One of the IRC’s longest service commitments has been its 20-year history of delivering aid to South Sudan.
South Sudanese citizens voted overwhelmingly for independence from Sudan in July 2011 following the fragile, internationally-brokered 2005 peace deal that ended years of civil war. According to BBC, it was Africa’s longest-running civil war, having started in 1983.
Unfortunately, independence did not bring peace for South Sudan. The country plunged into crisis in December 2013 due to a power struggle between the president, Salva Kiir, and former vice president Riek Machar. By the time a tentative, internationally-mediated peace agreement was signed in August 2015, fighting between government troops and rebel factions had lead to tens of thousands of deaths and prompted more than 2.2 million people to flee their homes.
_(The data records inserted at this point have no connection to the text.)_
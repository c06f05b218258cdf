//! Turn loosely-typed ledger replies into strictly-typed records.
//!
//! Depending on the client stack, the same contract reply may arrive as a positional tuple
//! (`["42", "Ada", ...]`) or as an object with named fields, and integers may arrive as JSON
//! numbers, decimal strings or `0x`-prefixed hex strings. All guessing about reply shapes
//! lives here; nothing else in the crate inspects raw replies.

use crate::types::{Address, Candidate, ElectionState, Voter};
use serde_json::Value;
use tracing::debug;

/// Positions of [Candidate] fields in a tuple reply.
mod candidate_index {
    pub const AGE: usize = 0;
    pub const NAME: usize = 1;
    pub const ID: usize = 2;
    pub const IMAGE: usize = 3;
    pub const VOTE_COUNT: usize = 4;
    pub const METADATA: usize = 5;
    pub const ADDRESS: usize = 6;
}

/// Positions of [Voter] fields in a tuple reply.
mod voter_index {
    pub const ID: usize = 0;
    pub const NAME: usize = 1;
    pub const IMAGE: usize = 2;
    pub const ADDRESS: usize = 3;
    pub const ALLOWED: usize = 5;
    pub const VOTED: usize = 6;
}

/// Look up a field by tuple position or by any of its known names.
fn field<'a>(raw: &'a Value, index: usize, names: &[&str]) -> Option<&'a Value> {
    let found = match raw {
        Value::Array(items) => items.get(index),
        Value::Object(map) => names.iter().find_map(|name| map.get(*name)),
        _ => None,
    };
    found.filter(|value| !value.is_null())
}

/// Parse an unsigned integer, treating anything negative or unparseable as 0.
pub fn uint(raw: Option<&Value>) -> u64 {
    let Some(raw) = raw else {
        return 0;
    };
    let parsed = match raw {
        Value::Number(n) => n
            .as_u64()
            .or_else(|| n.as_f64().filter(|f| *f >= 0.0).map(|f| f as u64)),
        Value::String(s) => {
            let s = s.trim();
            match s.strip_prefix("0x").or_else(|| s.strip_prefix("0X")) {
                Some(hex) if !hex.is_empty() => u64::from_str_radix(hex, 16).ok(),
                Some(_) => Some(0),
                None => s.parse::<u64>().ok(),
            }
        }
        Value::Bool(b) => Some(*b as u64),
        _ => None,
    };
    parsed.unwrap_or_else(|| {
        debug!(?raw, "unparseable integer: using 0");
        0
    })
}

/// Render a scalar as text (numbers in decimal, null as empty).
pub fn text(raw: Option<&Value>) -> String {
    match raw {
        Some(Value::String(s)) => s.clone(),
        Some(Value::Number(n)) => n.to_string(),
        Some(Value::Bool(b)) => b.to_string(),
        _ => String::new(),
    }
}

/// Interpret a boolean-like flag (`true`, `1`, `"1"`, `"true"`, ...).
pub fn flag(raw: Option<&Value>) -> bool {
    match raw {
        Some(Value::Bool(b)) => *b,
        Some(Value::Number(n)) => n.as_f64().is_some_and(|f| f > 0.0),
        Some(Value::String(s)) => {
            let s = s.trim();
            !(s.is_empty() || s == "0" || s.eq_ignore_ascii_case("false") || s == "0x0")
        }
        _ => false,
    }
}

/// Extract an address, rejecting non-strings, empty and all-zero values.
pub fn address(raw: Option<&Value>) -> Option<Address> {
    let address = Address::new(raw?.as_str()?);
    if address.is_empty() || address.is_zero() {
        return None;
    }
    Some(address)
}

/// Normalize an address listing.
///
/// Returns `None` if the reply is not a list at all (the contract at the configured
/// address does not speak this interface). Null and empty entries are skipped.
pub fn addresses(raw: &Value) -> Option<Vec<Address>> {
    let Value::Array(items) = raw else {
        return None;
    };
    Some(
        items
            .iter()
            .filter(|item| !item.is_null())
            .filter_map(|item| address(Some(item)))
            .collect(),
    )
}

/// Normalize a candidate reply. Returns `None` for null replies and replies without an address.
pub fn candidate(raw: &Value) -> Option<Candidate> {
    use candidate_index::*;
    if !matches!(raw, Value::Array(_) | Value::Object(_)) {
        return None;
    }
    let address = address(field(raw, ADDRESS, &["_address", "address", "candidateAddress"]))?;
    Some(Candidate {
        age: text(field(raw, AGE, &["age"])),
        name: text(field(raw, NAME, &["name"])),
        candidate_id: uint(field(raw, ID, &["candidateId", "candidate_id"])),
        image_url: text(field(raw, IMAGE, &["image", "imageUrl"])),
        vote_count: uint(field(raw, VOTE_COUNT, &["voteCount", "vote_count"])),
        metadata_url: text(field(raw, METADATA, &["ipfs", "metadataUrl"])),
        address,
    })
}

/// Normalize a voter reply. Returns `None` for null replies and replies without an address.
pub fn voter(raw: &Value) -> Option<Voter> {
    use voter_index::*;
    if !matches!(raw, Value::Array(_) | Value::Object(_)) {
        return None;
    }
    let address = address(field(
        raw,
        ADDRESS,
        &["voterAddress", "voter_address", "_address", "address"],
    ))?;
    Some(Voter {
        voter_id: uint(field(raw, ID, &["voterId", "voter_voterId"])),
        name: text(field(raw, NAME, &["name", "voter_name"])),
        image_url: text(field(raw, IMAGE, &["image", "voter_image"])),
        address,
        allowed: flag(field(raw, ALLOWED, &["allowed", "voter_allowed"])),
        voted: flag(field(raw, VOTED, &["voted", "voter_voted"])),
    })
}

/// Assemble the election state from its three scalar replies.
pub fn election(end: &Value, declared: &Value, winner: &Value) -> ElectionState {
    ElectionState {
        voting_end_time: uint(Some(end)),
        winner_declared: flag(Some(declared)),
        winner_name: text(Some(winner)).trim().to_string(),
    }
}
In a recent article entitled, “South Sudan: Where the Soldiers Are Scarier Than the Crocodiles,” New York Times journalist Nicholas Kristoff points out that South Sudan has received little to no media attention. He says that according to official studies, the death toll and suffering in South Sudan is just as great as in Syria.
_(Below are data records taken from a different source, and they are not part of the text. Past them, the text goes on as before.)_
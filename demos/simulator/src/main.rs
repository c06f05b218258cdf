//! Run a scripted election against a simulated ledger.
//!
//! The simulator deploys an in-memory election contract, registers candidates and voters from
//! the organizer's session, lets every voter cast one vote from its own session and waits for
//! the voting window to close. The organizer's countdown then declares the winner.
//!
//! Everything runs on the deterministic runtime: the whole election (including a voting window
//! of hours) completes instantly and the same `--seed` always produces the same ballots.
//!
//! # Usage
//!
//! ```sh
//! cargo run --release --bin ballot-simulator -- --candidates 3 --voters 12 --window 3600
//! ```
//!
//! Pass `--config` to bind the engine through a configuration file instead of the built-in
//! binding (a contract address that does not match the simulated one shows how the engine
//! reports a wrong contract).

use ballot_engine::{mocks, Address, Config, Engine, HttpEndpoint};
use clap::{value_parser, Arg, Command};
use commonware_runtime::{
    deterministic::{self, Context},
    Clock, Metrics, Runner,
};
use rand::Rng;
use std::{
    path::PathBuf,
    time::{Duration, UNIX_EPOCH},
};
use tracing::{info, warn, Level};

type Ledger = mocks::Ledger<Context>;
type Session = Engine<Context, Ledger, mocks::Wallet, mocks::Endpoint>;

const NAMES: [&str; 8] = [
    "Ada", "Grace", "Edsger", "Barbara", "Donald", "Frances", "John", "Margaret",
];

/// Index of the first voter address.
const FIRST_VOTER: u64 = 100;

/// Returns the version of the crate.
fn crate_version() -> &'static str {
    env!("CARGO_PKG_VERSION")
}

fn open(
    context: &Context,
    label: &str,
    config: &Config,
    ledger: &Ledger,
    endpoint: &mocks::Endpoint,
    account: &Address,
) -> Session {
    Engine::new(
        context.with_label(label),
        config,
        ledger.clone(),
        mocks::Wallet::authorized(vec![account.to_string()]),
        endpoint.clone(),
    )
}

fn main() {
    // Parse arguments
    let matches = Command::new("ballot-simulator")
        .about("run a scripted election against a simulated ledger")
        .version(crate_version())
        .arg(
            Arg::new("candidates")
                .long("candidates")
                .required(false)
                .default_value("3")
                .value_parser(value_parser!(u64).range(1..))
                .help("Number of candidates to register"),
        )
        .arg(
            Arg::new("voters")
                .long("voters")
                .required(false)
                .default_value("8")
                .value_parser(value_parser!(u64))
                .help("Number of voters to authorize"),
        )
        .arg(
            Arg::new("window")
                .long("window")
                .required(false)
                .default_value("600")
                .value_parser(value_parser!(u64).range(1..))
                .help("Length of the voting window in seconds"),
        )
        .arg(
            Arg::new("seed")
                .long("seed")
                .required(false)
                .default_value("0")
                .value_parser(value_parser!(u64))
                .help("Seed of the deterministic runtime (and of the ballots)"),
        )
        .arg(
            Arg::new("config")
                .long("config")
                .required(false)
                .value_parser(value_parser!(PathBuf))
                .help("Path to a YAML configuration file"),
        )
        .arg(
            Arg::new("verbose")
                .long("verbose")
                .required(false)
                .num_args(0)
                .help("Log every refresh and ledger call"),
        )
        .arg(
            Arg::new("json")
                .long("json")
                .required(false)
                .num_args(0)
                .help("Emit logs as JSON"),
        )
        .arg(
            Arg::new("metrics")
                .long("metrics")
                .required(false)
                .num_args(0)
                .help("Print all metrics once the election is over"),
        )
        .get_matches();

    // Create logger
    let level = if matches.get_flag("verbose") {
        Level::DEBUG
    } else {
        Level::INFO
    };
    if matches.get_flag("json") {
        tracing_subscriber::fmt()
            .json()
            .with_max_level(level)
            .init();
    } else {
        tracing_subscriber::fmt().with_max_level(level).init();
    }

    // Load configuration
    let config = match matches.get_one::<PathBuf>("config") {
        Some(path) => Config::load(path).expect("failed to load configuration"),
        None => mocks::config(),
    };
    if config.upload.is_some() {
        match HttpEndpoint::from_config(&config) {
            Ok(_) => info!("upload endpoint configured (uploads stay simulated)"),
            Err(err) => warn!(?err, "upload endpoint unusable (uploads stay simulated)"),
        }
    }
    let candidates = *matches.get_one::<u64>("candidates").expect("default");
    let voters = *matches.get_one::<u64>("voters").expect("default");
    let window = *matches.get_one::<u64>("window").expect("default");
    let seed = *matches.get_one::<u64>("seed").expect("default");
    let print_metrics = matches.get_flag("metrics");
    info!(candidates, voters, window, seed, "starting simulation");

    // Run the election
    let executor = deterministic::Runner::new(deterministic::Config::new().with_seed(seed));
    executor.start(|mut context| async move {
        let organizer = Address::from(mocks::ORGANIZER);
        let ledger = mocks::Ledger::new(
            context.clone(),
            Address::from(mocks::CONTRACT),
            organizer.clone(),
        );
        let endpoint = mocks::Endpoint::default();

        // Register candidates and voters
        let admin = open(&context, "organizer", &config, &ledger, &endpoint, &organizer);
        if let Err(err) = admin.initialize().await {
            warn!(?err, "organizer could not load the election");
        }
        for index in 0..candidates {
            let name = NAMES[index as usize % NAMES.len()];
            let form = mocks::candidate_form(index, name);
            if let Err(err) = admin.register_candidate(&form).await {
                warn!(?err, name, "registration failed");
            }
        }
        for index in 0..voters {
            let form = mocks::voter_form(FIRST_VOTER + index, &format!("Voter {index}"));
            if let Err(err) = admin.authorize_voter(&form).await {
                warn!(?err, index, "authorization failed");
            }
        }

        // Open the voting window
        let now = context
            .current()
            .duration_since(UNIX_EPOCH)
            .expect("clock before epoch")
            .as_secs();
        let end = now + window;
        ledger.set_voting_end_time(end);
        if let Err(err) = admin.sync().await {
            warn!(?err, "organizer could not refresh the election");
        }
        info!(
            end,
            phase = ?admin.phase(),
            candidates = admin.candidate_count(),
            voters = admin.voter_count(),
            "voting open"
        );

        // Cast ballots, one session per voter
        for index in 0..voters {
            let account = mocks::address(FIRST_VOTER + index);
            let label = format!("voter_{index}");
            let session = open(&context, &label, &config, &ledger, &endpoint, &account);
            if let Err(err) = session.initialize().await {
                warn!(?err, index, "voter could not load the election");
            }
            let choice = mocks::address(context.gen_range(0..candidates));
            match session.vote(&choice).await {
                Ok(Some(confirmation)) => info!(
                    voter = %account.short(),
                    candidate = %choice.short(),
                    block = confirmation.block,
                    "ballot cast"
                ),
                Ok(None) => warn!(
                    voter = %account.short(),
                    eligibility = ?session.eligibility(),
                    "ballot ignored"
                ),
                Err(err) => warn!(voter = %account.short(), ?err, "ballot failed"),
            }
            session.end();
        }

        // A stranger's ballot never reaches the ledger
        let stranger = mocks::address(FIRST_VOTER + voters);
        let session = open(&context, "stranger", &config, &ledger, &endpoint, &stranger);
        if session.initialize().await.is_ok() {
            let ignored = session.vote(&mocks::address(0)).await;
            info!(
                eligibility = ?session.eligibility(),
                ignored = matches!(ignored, Ok(None)),
                "stranger tried to vote"
            );
        }
        session.end();

        // Let the organizer's countdown close the election
        context
            .sleep_until(UNIX_EPOCH + Duration::from_secs(end) + Duration::from_secs(1))
            .await;
        if let Err(err) = admin.sync().await {
            warn!(?err, "organizer could not refresh the election");
        }
        for candidate in admin.candidates().iter() {
            info!(
                name = %candidate.name,
                address = %candidate.address.short(),
                votes = candidate.vote_count,
                "tally"
            );
        }
        let election = admin.election();
        info!(
            phase = ?admin.phase(),
            winner = %election.winner_name,
            voted = admin.voted_count(),
            voters = admin.voter_count(),
            "election over"
        );
        if let Some(report) = admin.report() {
            warn!(message = %report.message, family = ?report.family, "unresolved report");
        }
        if print_metrics {
            println!("{}", context.encode());
        }
    });
}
Despite the severity of the situation, increasing aid to South Sudan remains a challenge. The United Nations appeal for financial assistance in the country is only three percent funded and many aid groups have withdrawn just as violence and need is escalating.
In an effort to combat inaction, the IRC continues to aid South Sudan’s most at-risk populations and invest in the country’s potential for redevelopment. The organization currently provides urgently needed medical care, water and sanitation services to refugees from regions afflicted by ongoing fighting. In regions where fighting has subsided, the IRC provides returning refugees with counseling, job training and education on their rights as citizens.
Protection for vulnerable women and girls also remains a top priority, and survivors of sexual violence are provided with medical, psychosocial and legal support. Additionally, the IRC runs clinics and trains local health workers to provide basic health care.
To promote education, the IRC constructs classrooms, trains teachers and works with Sudanese educators to improve educational policy and administration.
To an attempt to improve government accountability, the IRC trains community leaders and government officials on the importance of upholding human rights. Through research and advocacy, the committee strives to educate governments and citizens around the globe on the urgency of South Sudan’s state.
While the end of instability and violence in South Sudan seems far away, attention from groups like the IRC and from the international community can help increase aid to South Sudan and inspire effective solutions to suffering.